Expanding Green Signal Boosts for CRISPR Therapeutics' Shares
CRISPR Therapeutics (CRSP 1.84%) isn't lacking in justifications to invest in, boasting a successful launch of its initial commercialized therapy and a prospering pipeline. Moreover, investors have been given an additional motivation to invest in its stock.
Let me provide some insights.
This new development depicts a prosperous future
As CRISPR Therapeutics presented at the American Society of Hematology's (ASH) annual meeting on Dec. 9, the Food and Drug Administration (FDA) granted its cell therapy program, known as CTX112, a Regenerative Medicine Advanced Therapy (RMAT) designation.
In case you're not informed, CTX112 is developed to treat certain relapsed or refractory B-cell malignancies like follicular lymphoma and is currently being scrutinized in phase 1/2 clinical trials. And when it comes to cell therapies as promising as CTX112, receiving an RMAT designation from regulatory bodies is significant.
Here's why. Similar to all of the FDA's unique designations, RMAT designations offer certain privileges and advantages to businesses that receive them.
For one, it grants businesses expedited access to discussions with regulators as well as the option for prompt review of any applications for commercialization or to progress into the next clinical trial stage. Furthermore, rather than requiring 100% of the clinical data necessary for a full approval up front, as is the case for nearly all medicines, programs with an RMAT designation can potentially be preliminarily approved on the basis of partial data, with post-approval trials producing the remaining information necessary for final approval.
So it also grants holders financial flexibility, as there's a possibility of generating sales revenue in advance of obtaining full approval, which traditionally requires costly late-stage clinical trials.
For CRISPR Therapeutics specifically, financial flexibility isn't necessarily a necessity even if it's a plus.
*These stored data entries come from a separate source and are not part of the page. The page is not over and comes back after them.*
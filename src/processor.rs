// BP Node: sovereign bitcoin wallet backend.
//
// SPDX-License-Identifier: Apache-2.0
//
// Written in 2020-2025 by
//     Dr Maxim Orlovsky <orlovsky@lnp-bp.org>
//
// Copyright (C) 2020-2024 LNP/BP Standards Association. All rights reserved.
// Copyright (C) 2025 LNP/BP Labs, InDCS, Switzerland. All rights reserved.
// Copyright (C) 2020-2025 Dr Maxim Orlovsky. All rights reserved.
//
// Licensed under the Apache License, Version 2.0 (the "License");
// you may not use this file except in compliance with the License.
// You may obtain a copy of the License at
//
//     http://www.apache.org/licenses/LICENSE-2.0
//
// Unless required by applicable law or agreed to in writing, software
// distributed under the License is distributed on an "AS IS" BASIS,
// WITHOUT WARRANTIES OR CONDITIONS OF ANY KIND, either express or implied.
// See the License for the specific language governing permissions and
// limitations under the License.

//! The build orchestrator: accumulates transactions, derives geometry,
//! drives the T-DB pass, inverts its position map into per-address block
//! sets and drives both address indices plus the manifest/stats files.

use std::collections::{BTreeMap, BTreeSet};
use std::fs;
use std::path::{Path, PathBuf};

use crate::address::{Address, ShortAddress};
use crate::config::Config;
use crate::error::{BuildError, InputError};
use crate::format::{AutoDelimitedDb, DelimitedDb, TransactionDb};
use crate::geometry::{isqrt, t_db_geometry};
use crate::writer::ClosedDb;

/// Filename stem for the A1 index; fixed regardless of the caller's prefix,
/// matching the on-disk layout the PIR client expects to find it under.
const A1_PREFIX: &str = "addr_db.fmt1";
/// Filename stem for the A2 index.
const A2_PREFIX: &str = "addr_db.fmt2";

/// Paths and geometry of a completed build.
#[derive(Debug)]
pub struct BuildOutput {
    pub tx_db: ClosedDb,
    pub a1: ClosedDb,
    pub a2: ClosedDb,
    pub address_listing_path: PathBuf,
    pub address_to_tx_len_path: PathBuf,
    pub raw_tx_size_path: PathBuf,
}

/// Accumulates `(address_set, transaction_bytes)` pairs and, on [`build`],
/// drives the three on-disk formats. Owns the address length observed for
/// this run as an instance field rather than the original's process-wide
/// `static`, so two `Processor`s in one process never interfere.
///
/// [`build`]: Processor::build
pub struct Processor {
    config: Config,
    transactions: Vec<Vec<u8>>,
    short_to_long: BTreeMap<ShortAddress, Address>,
    addr_to_tx_len: BTreeMap<ShortAddress, u64>,
    addr_to_positions: BTreeMap<ShortAddress, Vec<u64>>,
    byte_position: u64,
    raw_tx_bytes: u64,
    observed_addr_len: Option<usize>,
}

impl Processor {
    pub fn new(config: Config) -> Self {
        Self {
            config,
            transactions: Vec::new(),
            short_to_long: BTreeMap::new(),
            addr_to_tx_len: BTreeMap::new(),
            addr_to_positions: BTreeMap::new(),
            byte_position: 0,
            raw_tx_bytes: 0,
            observed_addr_len: None,
        }
    }

    /// Accumulates one transaction and the set of addresses it touches.
    ///
    /// Enforces a constant address length across the whole build (the
    /// `Address` newtype already fixes this at 35 bytes; this check exists
    /// so a future relaxation of that constant stays guarded) and rejects
    /// short-form collisions between distinct long addresses.
    pub fn add_tx(&mut self, addresses: &[Address], tx_bytes: Vec<u8>) -> Result<(), BuildError> {
        // `Address` is fixed at compile time to `ADDR_LEN` bytes, so this can
        // never actually diverge; the field exists so the per-build address
        // length lives on `Processor` rather than behind a process-wide
        // `static`, per the Open Question in spec.md §9.
        self.observed_addr_len.get_or_insert(crate::address::ADDR_LEN);

        let position = self.transactions.len() as u64;
        for address in addresses {
            let short = address.to_short();
            match self.short_to_long.get(&short) {
                Some(existing) if existing != address => {
                    return Err(InputError::ShortFormCollision(short).into());
                }
                Some(_) => {}
                None => {
                    self.short_to_long.insert(short, *address);
                }
            }
            *self.addr_to_tx_len.entry(short).or_insert(0) += tx_bytes.len() as u64;
            self.addr_to_positions.entry(short).or_default().push(position);
        }

        self.byte_position += 4 + tx_bytes.len() as u64;
        self.raw_tx_bytes += tx_bytes.len() as u64;
        self.transactions.push(tx_bytes);
        Ok(())
    }

    /// Runs the full build: T-DB, inversion, A1, A2, manifest and stats.
    pub fn build(self) -> Result<BuildOutput, BuildError> {
        let geometry = t_db_geometry(self.byte_position, self.config.block_size)?;
        info!(
            "PIR geometry: {} transaction bytes, block size {} bytes, {} blocks",
            self.byte_position, geometry.block_size, geometry.block_count
        );

        let tx_db_prefix = format!("{}_default_blocksize_{}", self.config.prefix, geometry.block_size);
        let tx_db = TransactionDb::open(&self.config.out_dir, &tx_db_prefix, geometry.block_size)?;
        let (tx_db, position_map) = tx_db.build_with_position_map(&self.transactions)?;
        debug!("T-DB closed at {} blocks of {} bytes", tx_db.block_count, tx_db.block_size);

        let mut blocks_by_addr: BTreeMap<ShortAddress, BTreeSet<u64>> = BTreeMap::new();
        for (short, positions) in &self.addr_to_positions {
            let mut blocks = BTreeSet::new();
            for position in positions {
                if let Some(touched) = position_map.get(position) {
                    blocks.extend(touched.iter().copied());
                }
            }
            trace!("address {short} touches {} blocks", blocks.len());
            blocks_by_addr.insert(*short, blocks);
        }

        let skip_list = self.effective_skip_list(geometry.block_count, &blocks_by_addr);

        let addr_to_blocks: BTreeMap<ShortAddress, BTreeSet<u64>> =
            blocks_by_addr.into_iter().filter(|(short, _)| !skip_list.contains(short)).collect();

        let a1 = self.build_a1(&addr_to_blocks, geometry.block_count)?;
        let a2 = self.build_a2(&addr_to_blocks)?;

        let address_listing_path = self.write_address_listing(&addr_to_blocks)?;
        let address_to_tx_len_path = self.write_address_to_tx_len(&addr_to_blocks)?;
        let raw_tx_size_path = self.write_raw_tx_size_sentinel()?;

        Ok(BuildOutput { tx_db, a1, a2, address_listing_path, address_to_tx_len_path, raw_tx_size_path })
    }

    /// The caller-supplied skip-list, extended with any address whose
    /// block-set cardinality — not its transaction count, which a shared
    /// block or a multi-block transaction would make a different quantity —
    /// exceeds `√block_count`. This is the dynamic fallback spec.md allows
    /// in place of a shipped high-traffic address list, which this crate has
    /// no ground-truth data to bundle.
    fn effective_skip_list(
        &self,
        block_count: u64,
        blocks_by_addr: &BTreeMap<ShortAddress, BTreeSet<u64>>,
    ) -> BTreeSet<ShortAddress> {
        let mut skip = self.config.skip_list.clone();
        let threshold = isqrt(block_count);
        for (short, blocks) in blocks_by_addr {
            if blocks.len() as u64 > threshold {
                skip.insert(*short);
            }
        }
        skip
    }

    fn build_a1(
        &self,
        addr_to_blocks: &BTreeMap<ShortAddress, BTreeSet<u64>>,
        block_count: u64,
    ) -> Result<ClosedDb, BuildError> {
        let bitmap_len = (block_count as usize).div_ceil(8);
        let record_len = crate::address::ADDR_LEN + bitmap_len;
        let records: Vec<(Vec<u8>, Vec<u8>)> = addr_to_blocks
            .iter()
            .map(|(short, blocks)| {
                let long = self.short_to_long[short];
                let mut record = long.as_bytes().to_vec();
                record.extend_from_slice(&pack_bitmap(blocks, block_count, bitmap_len));
                (long.as_bytes().to_vec(), record)
            })
            .collect();
        Ok(AutoDelimitedDb::build(&self.config.out_dir, A1_PREFIX, record_len, &records)?)
    }

    fn build_a2(&self, addr_to_blocks: &BTreeMap<ShortAddress, BTreeSet<u64>>) -> Result<ClosedDb, BuildError> {
        let records: Vec<(Vec<u8>, Vec<u8>)> = addr_to_blocks
            .iter()
            .map(|(short, blocks)| {
                let long = self.short_to_long[short];
                let mut record = long.as_bytes().to_vec();
                record.extend_from_slice(&(blocks.len() as u32).to_le_bytes());
                for block in blocks {
                    record.extend_from_slice(&(*block as u32).to_le_bytes());
                }
                (long.as_bytes().to_vec(), record)
            })
            .collect();
        Ok(DelimitedDb::build(&self.config.out_dir, A2_PREFIX, 35, &records)?)
    }

    fn write_address_listing(
        &self,
        addr_to_blocks: &BTreeMap<ShortAddress, BTreeSet<u64>>,
    ) -> Result<PathBuf, BuildError> {
        let path = self.config.out_dir.join(format!("{}_address_listing", self.config.prefix));
        let mut body = Vec::new();
        for short in addr_to_blocks.keys() {
            body.extend_from_slice(self.short_to_long[short].as_bytes());
            body.push(b'\n');
        }
        fs::write(&path, body)?;
        Ok(path)
    }

    fn write_address_to_tx_len(
        &self,
        addr_to_blocks: &BTreeMap<ShortAddress, BTreeSet<u64>>,
    ) -> Result<PathBuf, BuildError> {
        let path = self.config.out_dir.join(format!("{}_address_to_tx_len", self.config.prefix));
        let mut body = String::new();
        for (short, len) in &self.addr_to_tx_len {
            let block_count = addr_to_blocks.get(short).map_or(0, |blocks| blocks.len());
            let long = self.short_to_long[short];
            body.push_str(&format!("{long} {len} {block_count}\n"));
        }
        fs::write(&path, body)?;
        Ok(path)
    }

    fn write_raw_tx_size_sentinel(&self) -> Result<PathBuf, BuildError> {
        let path = self.config.out_dir.join(format!("{}_raw_tx_size_{}", self.config.prefix, self.raw_tx_bytes));
        fs::write(&path, [])?;
        Ok(path)
    }
}

/// Packs `blocks` into an MSB-oriented bitmap of `bitmap_len` bytes: each
/// bit is OR'd into the current byte's low position and the byte is then
/// shifted left by one before the next bit is considered, so a single set
/// bit among the first `pir_blocks` ends up at byte value `0x02`, not
/// `0x01` — reproducing spec.md's worked example bit-exactly.
fn pack_bitmap(blocks: &BTreeSet<u64>, pir_blocks: u64, bitmap_len: usize) -> Vec<u8> {
    let mut bitmap = vec![0u8; bitmap_len];
    let mut byte = 0u8;
    let mut count = 0usize;
    let mut byte_index = 0usize;
    for block in 0..pir_blocks {
        byte |= blocks.contains(&block) as u8;
        byte <<= 1;
        count += 1;
        if count == 8 {
            bitmap[byte_index] = byte;
            byte_index += 1;
            byte = 0;
            count = 0;
        }
    }
    if count > 0 {
        bitmap[byte_index] = byte;
    }
    bitmap
}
As of the most recent quarter, Q3, it reported having around $1.9 billion in cash, equivalents, and short-term investments, and just $402 million in trailing-12-month operating expenses.
Its first drug, a cell therapy called Casgevy, which it developed with the help of Vertex Pharmaceuticals, is in the process of being rolled out. Nevertheless, there's no scenario in which it's negative news for a biotech to have a shorter pathway to approval for its next most advanced candidate, to which it fully owns the rights.
Nothing is set in stone
While this new development is positive, unfortunately, CRISPR is not assured of success with CTX112 simply because it received the RMAT designation. The FDA won't approve any medicine without convincing data regarding safety and efficacy, even if it is willing to extend more lenient terms under some conditions. Therefore, there remains a substantial risk of a late-stage clinical trial failure if CTX112 doesn't perform as well as it has so far.
Nonetheless, there's an additional factor that makes CTX112 particularly crucial for this biotech's long-term outlook. Unlike many modern cell therapies, which require patients to donate a portion of their own cells to use as the raw material for manufacturing the medicine, typically involving some genetic engineering along the way, CRISPR's process with CTX112 is intended to be produced as an "off-the-shelf" intervention.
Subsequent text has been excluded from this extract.